疑念:調査
翌日、ベーグルをリュックに入れて、七海と歩いた道筋をトレースした。
昨日も混んではいたが、日曜のターミナル駅は更に混雑している。
それでもオフィス街に抜けると幾分マシになる。
本社の前まで行き、カフェでアイスコーヒーを1杯だけ頼み、10分ほど滞在して席を立った。
駅に戻るとまた人混み。
本屋の中を一回りし、夕食を取った場所は前を素通りした。ちょっとオシャレなレストランで、さすがに男一人で入るのは気が引けたからだ。
そして帰路に着き、いつもの公園に向かう。
「怪しい所はどこにも無かったな」
とベーグル。
情報交換したい量が多いので、端末越しの文字会話ではなく異界で直接話そうとの提案をヤツがして来た。
「そうか。なら良かったじゃないか」
「良くないだろ。お前は情報が食われているんだ」
「食われたらどうなるんだ?別段変わった様子は無いが」
オレは自分の手足を見る。
そして動かしてみる。多少の疲労感はあるが、その程度だ。
「4096×2は?」
「えっ?」
突然の質問にオレは躊躇する。
「えーーーっと、9192」
「違う!8192だ」
「そうだな。突然言われたから間違っただけだ」
「本当にそうか?」
そう言われると痛い。
4096は2の12乗。
2、4、8、16、32、64、128……という2の指数計算はコンピュータの基本なので本来IT系のエンジニアには馴染みが深い計算なのだ。
「お前の父親の誕生日は?」
「出身大学の最寄り駅は?」
「2日前の夕食は何を食べた?」
ベーグルの質問に何も答えられない。
「ネイムに情報を食われると表立ってはネガティブな思考が際立つ。その裏では様々な認知機能が蝕まれる」
「……これって、どうしたらいい?」
オレは事の重大さを理解した。
「食われ続けない場合は、ある程度自然治癒する。しかし、今の状態でネイムに襲われたら最悪死ぬ。ゲームで言うならHPが少ない状態だからな」
「帰ろう!」
「まぁ、待て」
ようやく事の重大さを理解したオレを、からかうようにベーグルが引き止める。
「待てるか!今ヤバいネイムに遭遇したらマズイだろ!分かってるなら、なんで危ない所に呼ぶんだよ!」
「回復すりゃいいだろ」
「だから自然治癒なんだろ!」
「他に方法が無いとは言ってない」
「へっ?」
オレは足を止めた。
「実は、今までストックした情報の一部を使ってバックアップを作ってある。それで補修してやるよ。先にやってやると、お前が重大さを理解しないからな」
「なんだよ。驚かせるなよ。

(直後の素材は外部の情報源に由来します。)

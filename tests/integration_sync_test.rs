//! Full integrity cycle against a live master handler: the test plays the
//! worker side of the wire, uploads its index, receives the master's reply
//! bundle, and applies it.

use bytes::Bytes;
use dashmap::DashMap;
use sentra::config::{Config, Intervals};
use sentra::core::SentraError;
use sentra::core::cluster::NodeType;
use sentra::core::cluster::master::{MasterSessionHandler, MasterState};
use sentra::core::dispatch::{EmptyDirectory, FunctionRegistry};
use sentra::core::session::{RequestDispatcher, Session, dispatch_common, tasks, transfer};
use sentra::core::sync::bundle::{IntegrityReply, SyncBundle, compress, decompress, stage};
use sentra::core::sync::manifest::ClusterItems;
use sentra::core::sync::scanner::scan_files;
use sentra::core::sync::{SourceKind, apply};
use std::path::{Path, PathBuf};
use std::sync::Arc;
use std::time::Duration;
use tokio::sync::{mpsc, oneshot};

const MANIFEST: &str = r#"{
    "files": {
        "/etc/": {
            "recursive": true,
            "files": ["all"],
            "source": "master",
            "umask": "0o117",
            "write_mode": "atomic"
        }
    },
    "excluded_files": []
}"#;

/// The worker end of the wire, just deep enough to receive the master's
/// integrity reply.
struct ReplyCollector {
    dir: PathBuf,
    receptions: DashMap<String, oneshot::Receiver<Result<PathBuf, SentraError>>>,
    reply_tx: mpsc::Sender<PathBuf>,
    clean_tx: mpsc::Sender<()>,
}

#[async_trait::async_trait]
impl RequestDispatcher for ReplyCollector {
    async fn dispatch(
        &self,
        session: &Arc<Session>,
        command: &str,
        payload: Bytes,
    ) -> Result<Option<(String, Bytes)>, SentraError> {
        match command {
            "sync_m_c" => {
                let (task_id, rx) = session.tasks().register(command, None);
                let dest = self.dir.join(format!("{task_id}.reply"));
                let (done_tx, done_rx) = oneshot::channel();
                let registry_session = session.clone();
                let registry_task_id = task_id.clone();
                tokio::spawn(async move {
                    let result = tasks::receive_file(rx, dest, Duration::from_secs(10)).await;
                    registry_session.tasks().remove(&registry_task_id);
                    let _ = done_tx.send(result);
                });
                self.receptions.insert(task_id.clone(), done_rx);
                Ok(Some(("ok".to_string(), Bytes::from(task_id))))
            }
            "sync_m_c_e" => {
                let text = std::str::from_utf8(&payload)?;
                let task_id = text.split(' ').next().unwrap_or_default().to_string();
                let (_, done_rx) = self
                    .receptions
                    .remove(&task_id)
                    .ok_or_else(|| SentraError::TaskNotFound(task_id))?;
                let path = done_rx
                    .await
                    .map_err(|_| SentraError::TransportClosed)??;
                let _ = self.reply_tx.send(path).await;
                Ok(Some(("ok".to_string(), Bytes::from_static(b"File correctly received"))))
            }
            "sync_m_c_ok" => {
                let _ = self.clean_tx.send(()).await;
                Ok(Some(("ok".to_string(), Bytes::from_static(b"Thanks"))))
            }
            _ => dispatch_common(session, command, payload).await,
        }
    }
}

fn write(root: &Path, relpath: &str, content: &str) {
    let path = root.join(relpath);
    std::fs::create_dir_all(path.parent().unwrap()).unwrap();
    std::fs::write(path, content).unwrap();
}

fn master_config(data_dir: PathBuf) -> Config {
    Config {
        name: "prod".to_string(),
        node_name: "master-node".to_string(),
        node_type: NodeType::Master,
        key: None,
        bind_addr: "127.0.0.1".to_string(),
        port: 1516,
        nodes: vec![],
        data_dir,
        manifest_path: "cluster.json".into(),
        control_socket: "control.sock".into(),
        log_level: "info".to_string(),
        interval: Intervals {
            file_transfer_send: Duration::ZERO,
            string_transfer_send: Duration::ZERO,
            ..Intervals::default()
        },
        max_time_receiving_file: Duration::from_secs(10),
        max_time_receiving_string: Duration::from_secs(10),
        request_timeout: Duration::from_secs(10),
    }
}

async fn run_worker_cycle(
    session: &Arc<Session>,
    worker_root: &Path,
    manifest: &ClusterItems,
) -> Result<(), SentraError> {
    let permission = session
        .execute_str("sync_i_w_m_p", "")
        .await?
        .into_result()?;
    assert_eq!(permission.as_ref(), b"true");

    let index = scan_files(worker_root, manifest, SourceKind::Master, NodeType::Worker, true)?;
    let upload = SyncBundle {
        node_name: "worker-1".to_string(),
        index,
        files: Default::default(),
    };
    let staged = stage(worker_root, "worker-1", "integrity", &compress(&upload)?)?;
    let task_id = transfer::send_file(
        session,
        "sync_i_w_m",
        Bytes::from_static(b"integrity.bundle"),
        &staged,
        Duration::ZERO,
    )
    .await?;
    session
        .execute_str("sync_i_w_m_e", &format!("{task_id} integrity.bundle"))
        .await?
        .into_result()?;
    Ok(())
}

#[tokio::test]
async fn test_integrity_cycle_converges_worker_to_master() {
    let master_dir = tempfile::tempdir().unwrap();
    let worker_dir = tempfile::tempdir().unwrap();
    let manifest = ClusterItems::from_json(MANIFEST).unwrap();

    // Master: a (same), b (differs), c (worker lacks it).
    write(master_dir.path(), "etc/a.conf", "alpha");
    write(master_dir.path(), "etc/b.conf", "master copy of b");
    write(master_dir.path(), "etc/c.conf", "only the master has c");
    // Worker: a (same), b (stale).
    write(worker_dir.path(), "etc/a.conf", "alpha");
    write(worker_dir.path(), "etc/b.conf", "worker copy of b");

    let state = MasterState::new(
        Arc::new(master_config(master_dir.path().to_path_buf())),
        Arc::new(manifest.clone()),
        Arc::new(FunctionRegistry::new()),
        Arc::new(EmptyDirectory),
    );

    let (reply_tx, mut reply_rx) = mpsc::channel(1);
    let (clean_tx, _clean_rx) = mpsc::channel(1);
    let (a, b) = tokio::io::duplex(1 << 20);
    let handler = Arc::new(MasterSessionHandler::new(state.clone(), "10.0.0.7".into()));
    let _ = Session::spawn(a, None, handler, "master");
    let (worker_session, _) = Session::spawn(
        b,
        None,
        Arc::new(ReplyCollector {
            dir: worker_dir.path().to_path_buf(),
            receptions: DashMap::new(),
            reply_tx,
            clean_tx,
        }),
        "worker",
    );

    let version = env!("CARGO_PKG_VERSION");
    worker_session
        .notify("hello", Bytes::from(format!("worker-1 prod worker {version}")))
        .await
        .unwrap();
    tokio::time::timeout(Duration::from_secs(2), async {
        while !state.workers.contains_key("worker-1") {
            tokio::time::sleep(Duration::from_millis(10)).await;
        }
    })
    .await
    .unwrap();

    run_worker_cycle(&worker_session, worker_dir.path(), &manifest)
        .await
        .unwrap();

    // The master streams its reply bundle back.
    let reply_path = tokio::time::timeout(Duration::from_secs(10), reply_rx.recv())
        .await
        .expect("master must send its integrity reply")
        .unwrap();
    let reply: IntegrityReply = decompress(&std::fs::read(&reply_path).unwrap()).unwrap();

    let shared: Vec<_> = reply.classified.shared.keys().cloned().collect();
    let missing: Vec<_> = reply.classified.missing.keys().cloned().collect();
    assert_eq!(shared, vec!["/etc/b.conf".to_string()]);
    assert_eq!(missing, vec!["/etc/c.conf".to_string()]);
    assert!(reply.classified.extra.is_empty());

    // Applying the reply converges the worker onto the master's tree.
    let counters = apply::apply_integrity_reply(
        worker_dir.path(),
        &manifest,
        &reply,
        NodeType::Worker,
        None,
    );
    assert_eq!(counters.total_errors(), 0);
    assert_eq!(
        std::fs::read(worker_dir.path().join("etc/b.conf")).unwrap(),
        b"master copy of b"
    );
    assert_eq!(
        std::fs::read(worker_dir.path().join("etc/c.conf")).unwrap(),
        b"only the master has c"
    );

    // The permission gate reopens once the cycle completes.
    tokio::time::timeout(Duration::from_secs(5), async {
        loop {
            let peer = state.workers.get("worker-1").unwrap();
            let free = peer.status.lock().sync_integrity_free;
            if free {
                let report = peer.status.lock().last_sync_integrity.clone();
                assert_eq!(report.total_files.shared, 1);
                assert_eq!(report.total_files.missing, 1);
                return;
            }
            drop(peer);
            tokio::time::sleep(Duration::from_millis(20)).await;
        }
    })
    .await
    .expect("integrity gate must be restored");
}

。。じゃあ頼む。オレはどうしたらいい?」
「もう終ってる」
「?!」
言われて見れば、頭がスッキリしている。
「8196×2は?」
「16384」
「一昨日の昼食は?」
「社員食堂のカツカレー」
「大丈夫そうだな。しかし、回復はマナのストックを使うから有限だということを忘れるな」
ベーグルが釘を刺す。
そこで改めてオレは恐怖を覚えた。先に楽観していたのは、ひょっとしたら認知に影響が出ていたせいかもしれない。
それを思うと、改めて身震いする。
ネイムに捕らわれると、楽観したまま蝕まれていく……
「やっぱり、どこで食われたか、穴はどこにあるかは調査続けた方がいいよな」
「ああ、しかし場所じゃないかもしれないぞ」
ネイムは言った。
「どういうことだ?」
「前にも言ったが、穴とはwifiみたいなもんだ。範囲がある。今日辿ったルートなら、一箇所に長く留まっていない。何処かに穴があったとしても、ここまで被害が出る被曝時間は無いはずだ」
「……」
「ましてや、あんなに人混みの中で、1人の人間が集中的に被害に合うなんて考えにくい」
「……つまりは、どういうことだ?」
ベーグルは聞きたくないことを、淡々と言い放った。